The results showed that the “three most dysregulated genes in the AD portrait were the inositol trisphosphate kinase, ITPKB (upregulated), the astrocyte specific intermediate filament protein, GFAP (upregulated), and the rho GTPase, RHOQ (upregulated).” Alzheimer’s disease gene expression portraits for males and females were very similar.
When treatments were considered, the study authors report that out of over 250 considered possible treatments, exercise and activity in general were identified as the top theoretical treatment via the reversal of certain large-scale gene expression patterns. The researchers found that exercise reversed expression patterns of hundreds of Alzheimer’s disease-related genes.
“Although this is an indirect, theoretical study that merges data from disparate datasets, it was interesting that exercise emerged as the top theoretical match for treatment for Alzheimer’s disease. This finding is consistent with current direct studies that are finding positive effects of exercise on cognition,” Gammie told PsyPost.
Fluoxetine, a well-known antidepressant, sold commercially under names such as Prozac, also had good scores as a treatment. In combination with exercise, the researchers report that fluoxetine reversed 549 Alzheimer’s disease genes. One more positive treatment substance was curcumin.
“We were surprised that both exercise and fluoxetine performed so well,” Gammie said. “We also found that a theoretical combination of the two could be useful and this is consistent with studies by some groups that are now combining the two treatments and testing the effects.”
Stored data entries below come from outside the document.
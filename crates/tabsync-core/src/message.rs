//! Wire message exchanged between peers on a channel.
//!
//! This is the only format that travels over a transport. The state payload is
//! carried as a JSON value so transports stay independent of the application's
//! state type.

use serde::{Deserialize, Serialize};

use crate::error::MessageError;
use crate::types::{InstanceId, SyncId};

/// Discriminator for the five protocol messages.
#[derive(Debug, Clone, Copy, PartialEq, Eq, Hash, Serialize, Deserialize)]
pub enum MessageType {
    /// Ask every peer for its full snapshot.
    #[serde(rename = "STATE_REQUEST")]
    Request,
    /// Full snapshot answering a request with the same id.
    #[serde(rename = "STATE_RESPONSE")]
    Response,
    /// Partial state changed locally by the sender.
    #[serde(rename = "STATE_UPDATE")]
    Update,
    /// Sender began initial-state acquisition.
    #[serde(rename = "STATE_SYNC_START")]
    SyncStart,
    /// Sender finished initial-state acquisition.
    #[serde(rename = "STATE_SYNC_END")]
    SyncEnd,
}

/// A protocol message as delivered by the transport.
#[derive(Debug, Clone, PartialEq, Serialize, Deserialize)]
pub struct WireMessage {
    #[serde(rename = "type")]
    pub kind: MessageType,
    #[serde(default, skip_serializing_if = "Option::is_none")]
    pub id: Option<SyncId>,
    #[serde(default, skip_serializing_if = "Option::is_none")]
    pub state: Option<serde_json::Value>,
    /// Sender's wall clock in Unix milliseconds. Informational only; zero
    /// when the sender omitted it.
    #[serde(default)]
    pub timestamp: i64,
    pub source: InstanceId,
}

impl WireMessage {
    fn new(
        kind: MessageType,
        source: InstanceId,
        id: Option<SyncId>,
        state: Option<serde_json::Value>,
    ) -> Self {
        Self {
            kind,
            id,
            state,
            timestamp: now_millis(),
            source,
        }
    }

    pub fn request(source: InstanceId, id: SyncId) -> Self {
        Self::new(MessageType::Request, source, Some(id), None)
    }

    pub fn response(source: InstanceId, id: SyncId, state: serde_json::Value) -> Self {
        Self::new(MessageType::Response, source, Some(id), Some(state))
    }

    pub fn update(source: InstanceId, state: serde_json::Value) -> Self {
        Self::new(MessageType::Update, source, None, Some(state))
    }

    pub fn sync_start(source: InstanceId, id: SyncId) -> Self {
        Self::new(MessageType::SyncStart, source, Some(id), None)
    }

    pub fn sync_end(source: InstanceId, id: SyncId) -> Self {
        Self::new(MessageType::SyncEnd, source, Some(id), None)
    }

    /// Override the timestamp.
    pub fn with_timestamp(mut self, timestamp: i64) -> Self {
        self.timestamp = timestamp;
        self
    }

    /// Check that the message carries every field its type requires.
    pub fn validate(&self) -> Result<(), MessageError> {
        let needs_id = !matches!(self.kind, MessageType::Update);
        let needs_state = matches!(self.kind, MessageType::Response | MessageType::Update);

        if needs_id && self.id.is_none() {
            return Err(MessageError::MissingId(self.kind));
        }
        if needs_state && self.state.is_none() {
            return Err(MessageError::MissingState(self.kind));
        }
        Ok(())
    }

    /// Whether this message was sent by `instance`.
    pub fn is_from(&self, instance: &InstanceId) -> bool {
        &self.source == instance
    }
}

/// Get current time in milliseconds.
pub fn now_millis() -> i64 {
    use std::time::{SystemTime, UNIX_EPOCH};
    SystemTime::now()
        .duration_since(UNIX_EPOCH)
        .map(|d| d.as_millis() as i64)
        .unwrap_or(0)
}
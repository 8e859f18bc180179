//! # Tabsync Core
//!
//! Pure primitives for tabsync: peer identities, the wire message, key-level
//! state maps and the accessor contract that concrete stores implement.
//!
//! This crate contains no I/O, no timers, no transport. It is shared
//! vocabulary for the channel manager and the store adapters.
//!
//! ## Key Types
//!
//! - [`InstanceId`] - Random identity of one running peer
//! - [`SyncId`] - Correlation id linking a request to its response
//! - [`WireMessage`] - The only format that travels between peers
//! - [`StateMap`] - Top-level keys to JSON values, merged by key-level replace
//! - [`StateAccessor`] - Snapshot/patch pair supplied by a concrete store

pub mod accessor;
pub mod error;
pub mod message;
pub mod state;
pub mod types;

pub use accessor::{FnAccessor, StateAccessor};
pub use error::{AccessorError, MessageError};
pub use message::{now_millis, MessageType, WireMessage};
pub use state::StateMap;
pub use types::{InstanceId, SyncId};
//! Binding for single-store, action-dispatch stores.
//!
//! The store holds one root object whose top-level keys are slices, each
//! owned by a reducer. Remote state is written back by dispatching the
//! slice's `setState` (or `replaceState`) action; local changes are found by
//! comparing the root state before and after each dispatch.

use std::collections::BTreeMap;
use std::fmt;
use std::sync::{Arc, Mutex, PoisonError};

use serde::{Deserialize, Serialize};
use serde_json::Value;

use tabsync_core::{AccessorError, StateAccessor, StateMap};
use tabsync_sync::{ChannelManager, Connector, SyncOutcome};

use crate::binding::{broadcast_from_listener, AdapterOptions, Binding};
use crate::error::{AdapterError, Result};
use crate::subscription::{Listeners, Subscription};

/// Channel used when the options name none.
pub const REDUCER_CHANNEL: &str = "reducer-channel";

const SET_STATE_SUFFIX: &str = "/setState";
const REPLACE_STATE_SUFFIX: &str = "/replaceState";

/// A dispatched action.
#[derive(Debug, Clone, PartialEq, Serialize, Deserialize)]
pub struct Action {
    #[serde(rename = "type")]
    pub action_type: String,
    #[serde(default)]
    pub payload: Value,
}

impl Action {
    pub fn new(action_type: impl Into<String>, payload: Value) -> Self {
        Self {
            action_type: action_type.into(),
            payload,
        }
    }
}

/// A store driven by actions.
pub trait ReducerStore: Send + Sync + 'static {
    /// The whole root state.
    fn state(&self) -> std::result::Result<StateMap, AccessorError>;

    fn dispatch(&self, action: Action) -> std::result::Result<(), AccessorError>;

    /// Action types handled by the reducer of `slice`.
    fn action_types(&self, slice: &str) -> Vec<String>;

    /// Called after every dispatch, changed or not.
    fn subscribe(&self, listener: Box<dyn Fn() + Send + Sync>) -> Subscription;
}

/// Reducer for one case: `(slice_state, payload) -> new_slice_state`.
pub type CaseReducer = Arc<dyn Fn(&Value, &Value) -> Value + Send + Sync>;

/// A named slice with its initial state and case reducers.
#[derive(Clone)]
pub struct SliceReducer {
    name: String,
    initial: Value,
    cases: BTreeMap<String, CaseReducer>,
}

impl SliceReducer {
    pub fn new(name: impl Into<String>, initial: Value) -> Self {
        Self {
            name: name.into(),
            initial,
            cases: BTreeMap::new(),
        }
    }

    /// Handle action type `<name>/<case>` with `reducer`.
    pub fn on(
        mut self,
        case: &str,
        reducer: impl Fn(&Value, &Value) -> Value + Send + Sync + 'static,
    ) -> Self {
        let action_type = format!("{}/{}", self.name, case);
        self.cases.insert(action_type, Arc::new(reducer));
        self
    }

    /// Add a `setState` case that replaces the slice with the payload.
    pub fn with_set_state(self) -> Self {
        self.on("setState", |_, payload| payload.clone())
    }

    /// Add a `replaceState` case that replaces the slice with the payload.
    pub fn with_replace_state(self) -> Self {
        self.on("replaceState", |_, payload| payload.clone())
    }

    pub fn name(&self) -> &str {
        &self.name
    }

    pub fn action_types(&self) -> impl Iterator<Item = &str> {
        self.cases.keys().map(String::as_str)
    }

    fn reduce(&self, state: &Value, action: &Action) -> Option<Value> {
        self.cases
            .get(&action.action_type)
            .map(|reducer| reducer(state, &action.payload))
    }
}

impl fmt::Debug for SliceReducer {
    fn fmt(&self, f: &mut fmt::Formatter<'_>) -> fmt::Result {
        f.debug_struct("SliceReducer")
            .field("name", &self.name)
            .field("cases", &self.cases.keys().collect::<Vec<_>>())
            .finish()
    }
}

/// In-memory reducer store.
pub struct MemoryReducerStore {
    slices: Vec<SliceReducer>,
    state: Mutex<StateMap>,
    listeners: Listeners<()>,
}

impl MemoryReducerStore {
    pub fn new(slices: impl IntoIterator<Item = SliceReducer>) -> Self {
        let slices: Vec<SliceReducer> = slices.into_iter().collect();
        let state = slices
            .iter()
            .map(|slice| (slice.name.clone(), slice.initial.clone()))
            .collect();
        Self {
            slices,
            state: Mutex::new(state),
            listeners: Listeners::new(),
        }
    }

    pub fn get_state(&self) -> StateMap {
        self.state
            .lock()
            .unwrap_or_else(PoisonError::into_inner)
            .clone()
    }

    pub fn listener_count(&self) -> usize {
        self.listeners.len()
    }
}

impl ReducerStore for MemoryReducerStore {
    fn state(&self) -> std::result::Result<StateMap, AccessorError> {
        Ok(self.get_state())
    }

    fn dispatch(&self, action: Action) -> std::result::Result<(), AccessorError> {
        {
            let mut state = self.state.lock().unwrap_or_else(PoisonError::into_inner);
            for slice in &self.slices {
                let current = state.get(&slice.name).cloned().unwrap_or(Value::Null);
                if let Some(next) = slice.reduce(&current, &action) {
                    state.insert(slice.name.clone(), next);
                }
            }
        }
        self.listeners.notify(&());
        Ok(())
    }

    fn action_types(&self, slice: &str) -> Vec<String> {
        self.slices
            .iter()
            .filter(|s| s.name == slice)
            .flat_map(|s| s.action_types().map(str::to_string))
            .collect()
    }

    fn subscribe(&self, listener: Box<dyn Fn() + Send + Sync>) -> Subscription {
        self.listeners.subscribe(move |_: &()| listener())
    }
}

/// Reads registered slices out of the root state and writes them back by
/// dispatch.
pub struct ReducerAccessor {
    store: Arc<dyn ReducerStore>,
    slices: Vec<String>,
}

impl ReducerAccessor {
    pub fn new(store: Arc<dyn ReducerStore>, slices: Vec<String>) -> Self {
        Self { store, slices }
    }

    fn is_registered(&self, key: &str) -> bool {
        self.slices.iter().any(|slice| slice == key)
    }
}

impl StateAccessor for ReducerAccessor {
    type State = StateMap;

    fn snapshot(&self) -> std::result::Result<StateMap, AccessorError> {
        let root = self.store.state()?;
        Ok(root.subset(self.slices.iter().map(String::as_str)))
    }

    fn patch(&self, partial: StateMap) -> std::result::Result<(), AccessorError> {
        for (key, value) in partial {
            if !self.is_registered(&key) {
                continue;
            }
            let setter = self.store.action_types(&key).into_iter().find(|action_type| {
                action_type.ends_with(SET_STATE_SUFFIX) || action_type.ends_with(REPLACE_STATE_SUFFIX)
            });
            match setter {
                Some(action_type) => self.store.dispatch(Action::new(action_type, value))?,
                None => tracing::warn!(slice = %key, "no setState or replaceState action for slice"),
            }
        }
        Ok(())
    }
}

/// Keeps the registered slices of a reducer store in sync across peers.
pub struct ReducerAdapter {
    binding: Binding<ReducerAccessor>,
}

impl ReducerAdapter {
    /// Bind the `slices` of `store` to a channel and start initial sync.
    ///
    /// Fails with [`AdapterError::EmptySlices`] when `slices` is empty.
    pub fn new<C: Connector>(
        store: Arc<dyn ReducerStore>,
        slices: impl IntoIterator<Item = impl Into<String>>,
        connector: &C,
        options: AdapterOptions,
    ) -> Result<Self> {
        let slices: Vec<String> = slices.into_iter().map(Into::into).collect();
        if slices.is_empty() {
            return Err(AdapterError::EmptySlices);
        }

        let previous = Mutex::new(store.state()?);
        let binding = Binding::new(
            ReducerAccessor::new(Arc::clone(&store), slices.clone()),
            connector,
            options.into_config(REDUCER_CHANNEL),
        )?;

        let broadcaster = binding.broadcaster();
        // Weak, since the store owns this listener.
        let weak_store = Arc::downgrade(&store);
        binding.hold(store.subscribe(Box::new(move || {
            let Some(store) = weak_store.upgrade() else {
                return;
            };
            let next = match store.state() {
                Ok(next) => next,
                Err(e) => {
                    tracing::warn!(error = %e, "error reading store after dispatch");
                    return;
                }
            };

            let changed: StateMap = {
                let mut previous = previous.lock().unwrap_or_else(PoisonError::into_inner);
                let changed: StateMap = slices
                    .iter()
                    .filter(|slice| previous.get(slice) != next.get(slice))
                    .filter_map(|slice| next.get(slice).map(|v| (slice.clone(), v.clone())))
                    .collect();
                *previous = next;
                changed
            };

            if !changed.is_empty() {
                broadcast_from_listener(&broadcaster, &changed, "changed slices");
            }
        })));

        Ok(Self { binding })
    }

    pub fn manager(&self) -> &ChannelManager<ReducerAccessor> {
        self.binding.manager()
    }

    pub async fn wait_synced(&self) -> Option<SyncOutcome> {
        self.binding.manager().wait_synced().await
    }

    pub fn broadcast_state(&self, partial: &StateMap) -> Result<()> {
        Ok(self.binding.broadcast_state(partial)?)
    }

    pub fn destroy(&self) {
        self.binding.destroy();
    }
}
The study gives an important contribution to the knowledge of the genetics of Alzheimer’s disease and possible treatments through gene reversal. It should be noted, however, that data came from postmortem samples and that gene expression reversal in the case of diseases such as Alzheimer’s does not necessarily mean that the course of the disease associated with a certain gene expression portrait will reverse as well.
“One caveat is that we are looking for treatments that reverse gene expression patterns in Alzheimer’s disease at the large scale level, but it is possible that only a small number of specific genes need to be reversed,” Gammie explained. “If that is the case, then we’d need to refine how we score the treatments.”
“Also, it is possible some patterns in AD are occurring because the brain is trying to combat Alzheimer’s disease and one wouldn’t want treatments that disrupt those protective efforts. Finally, this approach may provide insights into how treatments would work or highlight potential new treatments, but it is theoretical and only direct studies can address effectiveness of treatments.”
The paper “Alzheimer’s disease large‑scale gene expression portrait identifies exercise as the top theoretical treatment” was authored by Mason A. Hill and Stephen C. Gammie.